|My Alphabe Thursday theme—Places I've Been|
East of Eden is about 28 miles away from where we live in Hollister. We first drive west and then south to get there. I'm sure that the above photo clues you into the fact that the East of Eden about which I'm talking is where John Steinbeck based his novel and several other novels and short stories. Namely, Salinas and Salinas Valley.
Salinas is where Steinbeck was born on February 27, 1902. The house on Central Avenue where he was born and lived until he was a young man is today a restaurant. Unfortunately, the day the Husband and I visited the National Steinbeck Center, a couple blocks away, the restaurant was closed. That didn't stop us from walking over to the Steinbeck House and take a look around.
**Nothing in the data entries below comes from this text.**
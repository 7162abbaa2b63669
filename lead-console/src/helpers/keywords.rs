//! Expansion of industry categories into discovery search terms.

/// Upper bound on search terms per discovery job.
pub const MAX_KEYWORDS: usize = 20;

const INDUSTRY_KEYWORDS: &[(&str, &[&str])] = &[
    ("construction", &["home builder", "general contractor", "custom home builder", "residential construction", "design build"]),
    ("roofing", &["roofing contractor", "roof repair", "roof replacement", "roofer"]),
    ("hvac", &["hvac", "heating cooling", "air conditioning", "furnace repair", "ac repair"]),
    ("plumbing", &["plumber", "plumbing contractor", "drain cleaning", "water heater"]),
    ("electrical", &["electrician", "electrical contractor", "electrical services"]),
    ("landscaping", &["landscaping", "lawn care", "landscape design", "hardscaping", "lawn service"]),
    ("healthcare", &["doctor", "physician", "medical clinic", "family practice", "medical center"]),
    ("dental", &["dentist", "dental clinic", "orthodontist", "cosmetic dentistry"]),
    ("veterinary", &["veterinarian", "animal hospital", "pet clinic", "veterinary clinic"]),
    ("legal", &["lawyer", "attorney", "law firm", "legal services"]),
    ("accounting", &["accountant", "CPA", "bookkeeping", "tax services"]),
    ("realestate", &["real estate agent", "realtor", "property management", "real estate agency"]),
    ("restaurants", &["restaurant", "cafe", "bistro", "eatery", "diner"]),
    ("wellness", &["spa", "massage", "wellness center", "med spa"]),
    ("beauty", &["hair salon", "beauty salon", "barber", "nail salon"]),
    ("fitness", &["gym", "fitness center", "personal training", "yoga studio"]),
    ("automotive", &["auto repair", "car mechanic", "auto body", "oil change", "car repair"]),
    ("cleaning", &["house cleaning", "maid service", "commercial cleaning", "cleaning service"]),
    ("photography", &["photographer", "wedding photography", "portrait studio"]),
    ("retail", &["store", "shop", "boutique", "retail"]),
];

/// Known industry category names, in table order.
pub fn industries() -> impl Iterator<Item = &'static str> {
    INDUSTRY_KEYWORDS.iter().map(|(name, _)| *name)
}

pub fn keywords_for(industry: &str) -> Option<&'static [&'static str]> {
    INDUSTRY_KEYWORDS
        .iter()
        .find(|(name, _)| name.eq_ignore_ascii_case(industry.trim()))
        .map(|(_, keywords)| *keywords)
}

/// Industry keywords first, then the comma-separated custom terms, with
/// duplicates removed keeping the first occurrence. Unknown industries
/// contribute nothing.
pub fn expand_keywords(industries: &[String], custom: &str) -> Vec<String> {
    let from_industries = industries
        .iter()
        .filter_map(|i| keywords_for(i))
        .flat_map(|kws| kws.iter().map(|k| k.to_string()));

    let from_custom = custom
        .split(',')
        .map(str::trim)
        .filter(|k| !k.is_empty())
        .map(str::to_string);

    let mut keywords: Vec<String> = Vec::new();
    for keyword in from_industries.chain(from_custom) {
        if !keywords.contains(&keyword) {
            keywords.push(keyword);
        }
    }
    keywords
}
Have you ever read East of Eden? It's an amazing story. Very powerful and rich in detail. The screenplay for the TV mini-series with Jane Seymour follows the novel's line more than the 1950s movie with James Dean. Seymour's evil portrayal of the twins' mother was pretty close to how Steinbeck characterized her.
|Here's what the interior looked like through the front door window|
East of Eden was published in 1952. I wonder how it was received in Salinas. Many of his novels didn't sit well with the people of the area, especially those written in the 1930s, such as the Grapes of Wrath. My understanding was the locals hissed and dissed Steinbeck. Not so, today. The fact that Steinbeck is from the area is one of the big marketing points for tourism. Of course.
|According to the sign on the porch, Steinbeck wrote his first short stories|
and his novels Tortilla Flat and The Red Pony in the upstairs room.
After living in the area 12 years, the Husband and I finally visited the National Steinbeck Center in March. I had been lukewarm about seeing it because I didn't care for the way Salinas treated Steinbeck. The museum did a very good job presenting Steinbeck's life and literary work. It even displayed the camper truck in which he and his dog Charley traveled.
Instead of showing photos of the museum's displays, I'm giving you landscapes of Salinas, views which are no different from when Steinbeck roamed the area.
|A view of Salinas Valley from the north. It's taken from San Juan Grade Road,|
which Steinbeck and his family would've driven to visit his grandparents in Hollister.